Beyond impeachment

IS IMPEACHMENT a bad idea?

That question has been asked not just by supporters of Merceditas Gutierrez or Gloria Macapagal-Arroyo but by completely reasonable people. Their concerns are two.

One is, is it really a matter of right or wrong or is it just a matter of numbers? The latter specifically meaning the numbers you need in the House of Representatives to carry an impeachment vote. The fastest climate change is known to happen in the Philippine Congress, it’s just “weather-weather” out there as Erap “eraptionally” put it. (In case you don’t know what the phrase means, it’s the “Englishized” version of “pana-panahon lang ’yan.”) Easiest thing for the same congressmen to turn from pro-Erap to pro-GMA to pro-P-Noy.

Two is, where does it end? Assuming the Senate gets to convict Gutierrez (which hasn’t happened before), whom do we go after next?

So, is it a bad idea?

Not at all.

Of course, it’s a matter of numbers too. Of course, it’s a matter of politics too. How well the Speaker wields his power to build a coalition. How well government gets Congress to pull in behind it. And so on. But that’s not all there is to it. Impeachment, where it succeeds, also brings the stamp of right and wrong, or the weight of morality, to things.

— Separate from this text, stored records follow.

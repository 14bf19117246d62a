use crate::term::{Identifier, Term, TermRef, VarSet};

/// Picks `base`, or `base1`, `base2`, ... whichever comes first outside `used`.
///
/// Only `used` is consulted, so a name like `x1` that exists elsewhere in the
/// surrounding term is not avoided unless the caller includes it.
pub fn fresh_name(base: &str, used: &VarSet) -> Identifier {
    if !used.contains(base) {
        return base.into();
    }
    (1usize..)
        .map(|i| format!("{base}{i}"))
        .find(|name| !used.contains(name.as_str()))
        .map(Identifier::from)
        .unwrap_or_else(|| unreachable!("the suffix space is unbounded"))
}

/// Renames the free occurrences of `from` in `term` to `to`.
pub fn rename(term: &TermRef, from: &str, to: &Identifier) -> TermRef {
    substitute(term, from, &Term::var(to.clone()))
}

/// Replaces every free occurrence of `var` in `term` with `replacement`,
/// renaming binders which would capture a free variable of `replacement`.
pub fn substitute(term: &TermRef, var: &str, replacement: &TermRef) -> TermRef {
    use Term::*;
    match term.as_ref() {
        Var(name) if name.as_ref() == var => replacement.clone(),
        Var(_) => term.clone(),
        Abs(param, _) if param.as_ref() == var => term.clone(),
        Abs(param, body) => {
            let replacement_free = replacement.free_variables();
            if replacement_free.contains(param) {
                let mut used = replacement_free;
                used.extend(body.free_variables());
                used.insert(var.into());
                let fresh = fresh_name(param, &used);
                let body = rename(body, param, &fresh);
                Term::abs(fresh, substitute(&body, var, replacement))
            } else {
                Term::abs(param.clone(), substitute(body, var, replacement))
            }
        }
        Apply(lhs, rhs) => Term::apply(
            substitute(lhs, var, replacement),
            substitute(rhs, var, replacement),
        ),
    }
}

#[cfg(test)]
mod test {
    use super::*;

    fn set(names: &[&str]) -> VarSet {
        names.iter().map(|&n| Identifier::from(n)).collect()
    }

    #[test]
    fn test_fresh_name() {
        assert_eq!(fresh_name("x", &set(&[])).as_ref(), "x");
        assert_eq!(fresh_name("x", &set(&["y"])).as_ref(), "x");
        assert_eq!(fresh_name("x", &set(&["x"])).as_ref(), "x1");
        assert_eq!(fresh_name("x", &set(&["x", "x1", "x2"])).as_ref(), "x3");
        assert_eq!(fresh_name("x", &set(&["x", "x2"])).as_ref(), "x1");
    }

    #[test]
    fn test_substitute_variable() {
        let y = Term::var("y");
        assert_eq!(substitute(&Term::var("x"), "x", &y), y);
        assert_eq!(substitute(&Term::var("z"), "x", &y), Term::var("z"));
    }

    #[test]
    fn test_substitute_shadowed() {
        // (λx.x)[x := y] = λx.x
        let term = Term::abs("x", Term::var("x"));
        assert_eq!(substitute(&term, "x", &Term::var("y")), term);
    }

    #[test]
    fn test_substitute_avoids_capture() {
        // (λy.x)[x := y] = λy1.y
        let term = Term::abs("y", Term::var("x"));
        let result = substitute(&term, "x", &Term::var("y"));
        assert_eq!(result, Term::abs("y1", Term::var("y")));
        assert_ne!(result, Term::abs("y", Term::var("y")));
    }

    #[test]
    fn test_substitute_renames_bound_occurrences() {
        // (λy.z x y)[x := y] = λy1.z y y1
        let term = Term::abs(
            "y",
            Term::apply(
                Term::apply(Term::var("z"), Term::var("x")),
                Term::var("y"),
            ),
        );
        let result = substitute(&term, "x", &Term::var("y"));
        assert_eq!(result.to_string(), "λy1.z y y1");
    }

    #[test]
    fn test_substitute_fresh_name_skips_body_names() {
        // (λy.x y1)[x := y] = λy2.y y1
        let term = Term::abs("y", Term::apply(Term::var("x"), Term::var("y1")));
        let result = substitute(&term, "x", &Term::var("y"));
        assert_eq!(result.to_string(), "λy2.y y1");
    }

    #[test]
    fn test_substitute_fresh_name_skips_target() {
        // (λy.y)[y1 := y] = λy2.y2
        let term = Term::abs("y", Term::var("y"));
        let result = substitute(&term, "y1", &Term::var("y"));
        assert_eq!(result.to_string(), "λy2.y2");
    }

    #[test]
    fn test_substitute_no_capture_risk() {
        // (λy.x y)[x := z] = λy.z y
        let term = Term::abs("y", Term::apply(Term::var("x"), Term::var("y")));
        let result = substitute(&term, "x", &Term::var("z"));
        assert_eq!(result.to_string(), "λy.z y");
    }

    #[test]
    fn test_rename() {
        let term = Term::apply(Term::var("x"), Term::abs("x", Term::var("x")));
        assert_eq!(rename(&term, "x", &"w".into()).to_string(), "w (λx.x)");
    }
}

We saw that in the Erap impeachment trial. I will never tire of saying that that was the most educational thing for us. It gave us an education in the meaning of corruption. That was what turned Erap from hero to heel, from the poor boy with the golden heart and iron fists that he played in the movies to the big boss with the ugly schemes and the uglier henchmen that he fought in the same movies. It gave us an education in law. It made law a grand thing, the right arm of justice and not the safe haven of evildoers, a thing the kids could aspire to champion in their time.

And it gave us an education in democracy.

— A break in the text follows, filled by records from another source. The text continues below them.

pub mod alpha;
pub mod encodings;
pub mod parser;
pub mod reduce;
pub mod session;
pub mod shell;
pub mod substitute;
pub mod term;

pub use alpha::is_alpha_equivalent;
pub use reduce::{
    is_normal_form, is_redex, reduce_to_normal_form, step_normal_order, ConfigError, Evaluator,
    Reduction, Strategy,
};
pub use substitute::substitute;
pub use term::{Identifier, Term, TermRef, VarSet};
use std::ops::ControlFlow;

use rustyline::{error::ReadlineError, Editor};
use thiserror::Error;

#[derive(Error, Debug)]
pub enum Error<E> {
    #[error(transparent)]
    Readline(ReadlineError),
    #[error("Eval failed: {0:?}")]
    EvalError(E),
}

pub trait Repl {
    type Error: std::fmt::Debug;
    const PROMPT: &'static str = ">> ";
    /// Evaluates one complete input. `Break` ends the loop.
    fn evaluate(&mut self, input: String) -> Result<ControlFlow<()>, Self::Error>;
    /// Path of the readline history file, if any.
    fn history(&self) -> Option<&str> {
        None
    }
    fn on_interrupt(&mut self) -> ControlFlow<()> {
        ControlFlow::Break(())
    }
}

pub fn start_repl<R: Repl>(mut repl: R) -> Result<(), Error<R::Error>> {
    let mut editor = Editor::<()>::new();
    if let Some(history) = repl.history() {
        if let Err(e) = editor.load_history(history) {
            tracing::debug!("no history loaded from {history}: {e}");
        }
    }
    let mut input: Option<String> = None;
    loop {
        match editor.readline(R::PROMPT) {
            Ok(mut line) if line.ends_with('\\') => {
                line.pop();
                line.push('\n');
                if let Some(input) = input.as_mut() {
                    input.push_str(line.as_str());
                } else {
                    input = Some(line);
                }
            }
            Ok(line) => {
                let input = if let Some(mut input) = input.take() {
                    input.push_str(line.as_str());
                    input
                } else {
                    line
                };
                editor.add_history_entry(input.as_str());
                let flow = repl.evaluate(input).map_err(Error::EvalError)?;
                if let Some(history) = repl.history() {
                    editor.save_history(history).map_err(Error::Readline)?;
                }
                if flow.is_break() {
                    break Ok(());
                }
            }
            Err(ReadlineError::Interrupted) => {
                input = None;
                if repl.on_interrupt().is_break() {
                    println!("Bye!");
                    break Ok(());
                }
            }
            Err(ReadlineError::Eof) => {
                println!("Bye!");
                break Ok(());
            }
            Err(e) => break Err(Error::Readline(e)),
        }
    }
}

This last was monumental. It wasn’t just Erap who was on trial in his impeachment, the legal system was, Congress was, government was. It wasn’t just Hilario Davide and the senators who sat in judgment over Erap, the people did: they sat in judgment over all of them. Particularly with the impeachment televised, the whole country found itself in the position to see who among their public officials deserved their position. None of this is to say that numbers and partisanship didn’t play a part there—you had people like Miriam Santiago and Juan Ponce Enrile defending Erap on one side and people like Raul Roco and Teofisto Guingona prosecuting him on the other—but you had to prove your point to the judge, you had to convince the judge, and that judge was ultimately neither Davide nor the Senate, that judge was completely literally: The People.

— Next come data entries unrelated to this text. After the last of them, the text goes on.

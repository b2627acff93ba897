//! FOLIO_TERM console entry point.
//!
//! Reference consumer of the session engine: runs the boot sequence,
//! prints the transcript, then drives a line REPL over stdin. Pass a theme
//! pack path (or set `FOLIO_THEMES`) to layer external themes over the
//! built-ins; pass `--json` to dump the post-boot session snapshot instead
//! of entering the REPL.

mod render;

use std::sync::Arc;

use anyhow::Result;
use tokio::io::{AsyncBufReadExt, BufReader};

use folio_core::Session;
use folio_terminal::profile::Profile;
use folio_terminal::{CommandTable, register_builtins};
use folio_theme::ThemeRegistry;

#[tokio::main]
async fn main() -> Result<()> {
    env_logger::Builder::from_env(env_logger::Env::default().default_filter_or("info")).init();

    let mut json_snapshot = false;
    let mut pack_path: Option<String> = None;
    for arg in std::env::args().skip(1) {
        match arg.as_str() {
            "--json" => json_snapshot = true,
            other => pack_path = Some(other.to_string()),
        }
    }

    // Themes: built-ins first, then an optional external pack from the
    // CLI arg or the FOLIO_THEMES env var.
    let mut themes = ThemeRegistry::builtin()?;
    if let Some(path) = pack_path.or_else(|| std::env::var("FOLIO_THEMES").ok()) {
        let src = std::fs::read_to_string(&path)?;
        let added = themes.extend_from_toml(&src)?;
        log::info!("Loaded {added} theme(s) from {path}");
    }

    let profile = Arc::new(Profile::embedded()?);
    let mut table = CommandTable::new();
    register_builtins(&mut table, profile);

    let mut session = Session::new(themes, table);
    log::info!(
        "Starting FOLIO_TERM session ({} themes)",
        session.themes().len()
    );

    session.run_boot().await;

    if json_snapshot {
        println!("{}", serde_json::to_string_pretty(session.state())?);
        return Ok(());
    }

    render::transcript(session.state());

    // Line REPL. The driver feeds whole lines, so recall navigation stays
    // an engine-level API for key-aware front-ends; `exit`/`quit` belong to
    // the driver, not the command table.
    render::prompt(session.state());
    let mut lines = BufReader::new(tokio::io::stdin()).lines();
    while let Some(line) = lines.next_line().await? {
        if matches!(line.trim(), "exit" | "quit") {
            break;
        }
        let before = session.state().history().len();
        session.submit(&line).await;
        render::latest(session.state(), before);
        render::prompt(session.state());
    }

    log::info!("Session ended");
    Ok(())
}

You can’t have a better lesson that power resides in the hands of the people in a democracy than that. And you can’t have better proof of the impact of that lesson than that the people rose to show that power when they saw it being thwarted.

As to the question of where impeachment ends, that doesn’t make impeachment futile or pointless, it merely points to the real problem to which impeachment has been partly a solution. A small solution arguably, but a solution nevertheless.

That problem is that the people of this country have precious little say in how they are governed. In other countries representative democracy—government run by people the voters elect—works because the people remain even after the elections. They are there in the laws that govern the governors themselves, they are there in the political culture that frowns on wayward behavior, such as pocketing taxpayers’ money, they are there in the citizens voicing their concerns in various ways, amplified by the media. In the US, “Write your congressman” is no more an idle pastime than “taxpayers’ money” is an idle thought. It carries with it a world of meaning, and the backing of sanctions.

In this country, representative democracy works badly because the people disappear after the elections. After elections, public officials expect the public to get out of their way. In theory so they can get on with their work, in practice so that they can do what they want. The exponential rise of corruption throughout the postwar years must testify to what officials being free to do what they want means. There are laws, but they are ignored or used to get around proscriptions. There is no culture to ostracize the corrupt or drive them to commit hara-kiri. There is no (permanently) outspoken citizenry to routinely demand that the wayward be punished and the upright rewarded.

Impeachment is one of the exceedingly few ways the citizens can do to an official who has betrayed their trust. It is one of the exceedingly few ways the citizens can take part in governance between elections. It is one of the exceedingly few ways that, as seen in the Erap impeachment, they can get to sit in judgment over their officials and hold the power in their hands.

Arguably, you can’t have an impeachment all the time to make that possible. That will be costly and time-consuming. What we need is to find other ways to allow the people not only to be heard but to express themselves in day-to-day life. That is the reason I believe in institutionalizing people power, if by that is meant creating the mechanisms that promote the Filipino equivalent of “I’ll write my congressmen,” if by this is meant magnifying the educational opportunities (the classroom is not the only venue for education) that strengthen a culture that reviles wrongdoing. The sine qua non of democracy is a strong people, not a strong government. Democracy can survive a weak government, but it cannot survive a weak people.

But that’s a long road ahead. Meanwhile, I’ll settle for impeachment.